Top of The data
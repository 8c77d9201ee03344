//! Crate-wide constants.

use std::time::Duration;

/// Timeout for publish and poll requests.
///
/// Streaming subscriptions are exempt: they stay open indefinitely and
/// only use [`CONNECT_TIMEOUT`].
pub const HTTP_REQUEST_TIMEOUT: Duration = Duration::from_secs(10);

/// TCP/TLS connect timeout, also applied to streaming subscriptions.
pub const CONNECT_TIMEOUT: Duration = Duration::from_secs(10);

/// Cap on how much of an error response body is kept for the error message.
pub const MAX_ERROR_BODY_BYTES: usize = 4096;

/// Config file name inside the config directory.
pub const CONFIG_FILE_NAME: &str = "config.json";

/// Config directory name under the platform config dir.
pub const CONFIG_DIR_NAME: &str = "ntfy-e2e";
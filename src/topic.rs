//! Topic addressing.
//!
//! A topic can be given as a full URL (`https://ntfy.example.com/alerts`),
//! as `host/topic` (`ntfy.example.com/alerts`, which gets `https://`), or
//! as a bare name (`alerts`, which lives on the default host).

/// Public ntfy instance, used when no host is configured.
pub const DEFAULT_HOST: &str = "https://ntfy.sh";

/// Expand `topic` into a full topic URL.
///
/// The expanded URL is also the key-derivation salt input, so publisher and
/// subscriber must expand the same way.
pub fn expand_topic_url(topic: &str, default_host: &str) -> String {
    if topic.starts_with("http://") || topic.starts_with("https://") {
        topic.to_string()
    } else if topic.contains('/') {
        format!("https://{}", topic)
    } else {
        format!("{}/{}", default_host.trim_end_matches('/'), topic)
    }
}

/// Topic URL without the scheme, for log lines.
pub fn short_topic_url(topic_url: &str) -> &str {
    topic_url
        .strip_prefix("https://")
        .or_else(|| topic_url.strip_prefix("http://"))
        .unwrap_or(topic_url)
}

/// Append a path segment (`json`, `trigger`, ...) to a topic URL.
pub(crate) fn endpoint(topic_url: &str, segment: &str) -> String {
    format!("{}/{}", topic_url.trim_end_matches('/'), segment)
}

#[cfg(test)]
mod tests {
    use super::*;

    #[test]
    fn test_full_url_unchanged() {
        assert_eq!(
            expand_topic_url("https://ntfy.sh/mysecret", DEFAULT_HOST),
            "https://ntfy.sh/mysecret"
        );
        assert_eq!(
            expand_topic_url("http://localhost:8080/test", DEFAULT_HOST),
            "http://localhost:8080/test"
        );
    }

    #[test]
    fn test_host_and_topic_gets_https() {
        assert_eq!(
            expand_topic_url("myhost.lan/alerts", DEFAULT_HOST),
            "https://myhost.lan/alerts"
        );
    }

    #[test]
    fn test_bare_topic_uses_default_host() {
        assert_eq!(expand_topic_url("mytopic", DEFAULT_HOST), "https://ntfy.sh/mytopic");
        assert_eq!(
            expand_topic_url("mytopic", "https://ntfy.example.com/"),
            "https://ntfy.example.com/mytopic"
        );
    }

    #[test]
    fn test_short_topic_url() {
        assert_eq!(short_topic_url("https://ntfy.sh/mytopic"), "ntfy.sh/mytopic");
        assert_eq!(short_topic_url("http://localhost/a"), "localhost/a");
        assert_eq!(short_topic_url("ntfy.sh/x"), "ntfy.sh/x");
    }

    #[test]
    fn test_endpoint() {
        assert_eq!(endpoint("https://ntfy.sh/mytopic", "json"), "https://ntfy.sh/mytopic/json");
        assert_eq!(
            endpoint("https://ntfy.sh/mytopic/", "trigger"),
            "https://ntfy.sh/mytopic/trigger"
        );
    }
}
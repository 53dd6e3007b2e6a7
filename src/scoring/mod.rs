pub mod config;
pub mod engine;
pub mod validation;

pub use config::ScoringConfig;
pub use engine::{
    base_percentage, calculate_score, occurrence_weight, recency_weight, CommitteeStats,
    ScoreBreakdown, ScoreResult,
};
pub use validation::validate_scoring;
use serde::{Deserialize, Deserializer, Serialize, Serializer};
use std::fmt;
use std::str::FromStr;

use crate::error::ValidationError;

/// Regional committee identifier.
///
/// Declaration order is the fixed iteration order used wherever a
/// deterministic ordering over committees is needed (candidate lists,
/// tie-breaks, summaries).
#[derive(Debug, Clone, Copy, PartialEq, Eq, PartialOrd, Ord, Hash)]
pub enum CommitteeCode {
    Eq,
    Cne,
    Sa,
    Mb,
    Ap,
    Da,
    Ors,
    Apex,
    Mv,
    Mj,
    Pe,
    If,
    Ca,
    Au,
}

impl CommitteeCode {
    pub const ALL: [CommitteeCode; 14] = [
        CommitteeCode::Eq,
        CommitteeCode::Cne,
        CommitteeCode::Sa,
        CommitteeCode::Mb,
        CommitteeCode::Ap,
        CommitteeCode::Da,
        CommitteeCode::Ors,
        CommitteeCode::Apex,
        CommitteeCode::Mv,
        CommitteeCode::Mj,
        CommitteeCode::Pe,
        CommitteeCode::If,
        CommitteeCode::Ca,
        CommitteeCode::Au,
    ];

    pub fn as_str(&self) -> &'static str {
        match self {
            CommitteeCode::Eq => "EQ",
            CommitteeCode::Cne => "CNE",
            CommitteeCode::Sa => "SA",
            CommitteeCode::Mb => "MB",
            CommitteeCode::Ap => "AP",
            CommitteeCode::Da => "DA",
            CommitteeCode::Ors => "ORS",
            CommitteeCode::Apex => "APEX",
            CommitteeCode::Mv => "MV",
            CommitteeCode::Mj => "MJ",
            CommitteeCode::Pe => "PE",
            CommitteeCode::If => "IF",
            CommitteeCode::Ca => "CA",
            CommitteeCode::Au => "AU",
        }
    }
}

impl fmt::Display for CommitteeCode {
    fn fmt(&self, f: &mut fmt::Formatter<'_>) -> fmt::Result {
        f.write_str(self.as_str())
    }
}

impl FromStr for CommitteeCode {
    type Err = ValidationError;

    /// Case-insensitive, surrounding whitespace ignored.
    fn from_str(s: &str) -> Result<Self, Self::Err> {
        let trimmed = s.trim();
        CommitteeCode::ALL
            .iter()
            .copied()
            .find(|code| code.as_str().eq_ignore_ascii_case(trimmed))
            .ok_or_else(|| ValidationError::UnknownCommittee {
                code: trimmed.to_string(),
            })
    }
}

impl Serialize for CommitteeCode {
    fn serialize<S: Serializer>(&self, serializer: S) -> Result<S::Ok, S::Error> {
        serializer.serialize_str(self.as_str())
    }
}

impl<'de> Deserialize<'de> for CommitteeCode {
    fn deserialize<D: Deserializer<'de>>(deserializer: D) -> Result<Self, D::Error> {
        let raw = String::deserialize(deserializer)?;
        raw.parse().map_err(serde::de::Error::custom)
    }
}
Bottom of The data
Problem to work on: Print every line of the records exactly. Omit nothing.

Finished task:
repository 8c77d9201ee03344
//! Crate-wide constants.

use std::time::Duration;

/// Timeout for publish and poll requests.
///
/// Streaming subscriptions are exempt: they stay open indefinitely and
/// only use [`CONNECT_TIMEOUT`].
pub const HTTP_REQUEST_TIMEOUT: Duration = Duration::from_secs(10);

/// TCP/TLS connect timeout, also applied to streaming subscriptions.
pub const CONNECT_TIMEOUT: Duration = Duration::from_secs(10);

/// Cap on how much of an error response body is kept for the error message.
pub const MAX_ERROR_BODY_BYTES: usize = 4096;

/// Config file name inside the config directory.
pub const CONFIG_FILE_NAME: &str = "config.json";

/// Config directory name under the platform config dir.
pub const CONFIG_DIR_NAME: &str = "ntfy-e2e";
filename src/topic.rs
//! Topic addressing.
//!
//! A topic can be given as a full URL (`https://ntfy.example.com/alerts`),
//! as `host/topic` (`ntfy.example.com/alerts`, which gets `https://`), or
//! as a bare name (`alerts`, which lives on the default host).

/// Public ntfy instance, used when no host is configured.
pub const DEFAULT_HOST: &str = "https://ntfy.sh";

/// Expand `topic` into a full topic URL.
///
/// The expanded URL is also the key-derivation salt input, so publisher and
/// subscriber must expand the same way.
pub fn expand_topic_url(topic: &str, default_host: &str) -> String {
    if topic.starts_with("http://") || topic.starts_with("https://") {
        topic.to_string()
    } else if topic.contains('/') {
        format!("https://{}", topic)
    } else {
        format!("{}/{}", default_host.trim_end_matches('/'), topic)
    }
}

/// Topic URL without the scheme, for log lines.
pub fn short_topic_url(topic_url: &str) -> &str {
    topic_url
        .strip_prefix("https://")
        .or_else(|| topic_url.strip_prefix("http://"))
        .unwrap_or(topic_url)
}

/// Append a path segment (`json`, `trigger`, ...) to a topic URL.
pub(crate) fn endpoint(topic_url: &str, segment: &str) -> String {
    format!("{}/{}", topic_url.trim_end_matches('/'), segment)
}

#[cfg(test)]
mod tests {
    use super::*;

    #[test]
    fn test_full_url_unchanged() {
        assert_eq!(
            expand_topic_url("https://ntfy.sh/mysecret", DEFAULT_HOST),
            "https://ntfy.sh/mysecret"
        );
        assert_eq!(
            expand_topic_url("http://localhost:8080/test", DEFAULT_HOST),
            "http://localhost:8080/test"
        );
    }

    #[test]
    fn test_host_and_topic_gets_https() {
        assert_eq!(
            expand_topic_url("myhost.lan/alerts", DEFAULT_HOST),
            "https://myhost.lan/alerts"
        );
    }

    #[test]
    fn test_bare_topic_uses_default_host() {
        assert_eq!(expand_topic_url("mytopic", DEFAULT_HOST), "https://ntfy.sh/mytopic");
        assert_eq!(
            expand_topic_url("mytopic", "https://ntfy.example.com/"),
            "https://ntfy.example.com/mytopic"
        );
    }

    #[test]
    fn test_short_topic_url() {
        assert_eq!(short_topic_url("https://ntfy.sh/mytopic"), "ntfy.sh/mytopic");
        assert_eq!(short_topic_url("http://localhost/a"), "localhost/a");
        assert_eq!(short_topic_url("ntfy.sh/x"), "ntfy.sh/x");
    }

    #[test]
    fn test_endpoint() {
        assert_eq!(endpoint("https://ntfy.sh/mytopic", "json"), "https://ntfy.sh/mytopic/json");
        assert_eq!(
            endpoint("https://ntfy.sh/mytopic/", "trigger"),
            "https://ntfy.sh/mytopic/trigger"
        );
    }
}
repository 53dd6e3007b2e6a7
filename src/scoring/mod.rs
pub mod config;
pub mod engine;
pub mod validation;

pub use config::ScoringConfig;
pub use engine::{
    base_percentage, calculate_score, occurrence_weight, recency_weight, CommitteeStats,
    ScoreBreakdown, ScoreResult,
};
pub use validation::validate_scoring;
use serde::{Deserialize, Deserializer, Serialize, Serializer};
use std::fmt;
use std::str::FromStr;

use crate::error::ValidationError;

/// Regional committee identifier.
///
/// Declaration order is the fixed iteration order used wherever a
/// deterministic ordering over committees is needed (candidate lists,
/// tie-breaks, summaries).
#[derive(Debug, Clone, Copy, PartialEq, Eq, PartialOrd, Ord, Hash)]
pub enum CommitteeCode {
    Eq,
    Cne,
    Sa,
    Mb,
    Ap,
    Da,
    Ors,
    Apex,
    Mv,
    Mj,
    Pe,
    If,
    Ca,
    Au,
}

impl CommitteeCode {
    pub const ALL: [CommitteeCode; 14] = [
        CommitteeCode::Eq,
        CommitteeCode::Cne,
        CommitteeCode::Sa,
        CommitteeCode::Mb,
        CommitteeCode::Ap,
        CommitteeCode::Da,
        CommitteeCode::Ors,
        CommitteeCode::Apex,
        CommitteeCode::Mv,
        CommitteeCode::Mj,
        CommitteeCode::Pe,
        CommitteeCode::If,
        CommitteeCode::Ca,
        CommitteeCode::Au,
    ];

    pub fn as_str(&self) -> &'static str {
        match self {
            CommitteeCode::Eq => "EQ",
            CommitteeCode::Cne => "CNE",
            CommitteeCode::Sa => "SA",
            CommitteeCode::Mb => "MB",
            CommitteeCode::Ap => "AP",
            CommitteeCode::Da => "DA",
            CommitteeCode::Ors => "ORS",
            CommitteeCode::Apex => "APEX",
            CommitteeCode::Mv => "MV",
            CommitteeCode::Mj => "MJ",
            CommitteeCode::Pe => "PE",
            CommitteeCode::If => "IF",
            CommitteeCode::Ca => "CA",
            CommitteeCode::Au => "AU",
        }
    }
}

impl fmt::Display for CommitteeCode {
    fn fmt(&self, f: &mut fmt::Formatter<'_>) -> fmt::Result {
        f.write_str(self.as_str())
    }
}

impl FromStr for CommitteeCode {
    type Err = ValidationError;

    /// Case-insensitive, surrounding whitespace ignored.
    fn from_str(s: &str) -> Result<Self, Self::Err> {
        let trimmed = s.trim();
        CommitteeCode::ALL
            .iter()
            .copied()
            .find(|code| code.as_str().eq_ignore_ascii_case(trimmed))
            .ok_or_else(|| ValidationError::UnknownCommittee {
                code: trimmed.to_string(),
            })
    }
}

impl Serialize for CommitteeCode {
    fn serialize<S: Serializer>(&self, serializer: S) -> Result<S::Ok, S::Error> {
        serializer.serialize_str(self.as_str())
    }
}

impl<'de> Deserialize<'de> for CommitteeCode {
    fn deserialize<D: Deserializer<'de>>(deserializer: D) -> Result<Self, D::Error> {
        let raw = String::deserialize(deserializer)?;
        raw.parse().map_err(serde::de::Error::custom)
    }
}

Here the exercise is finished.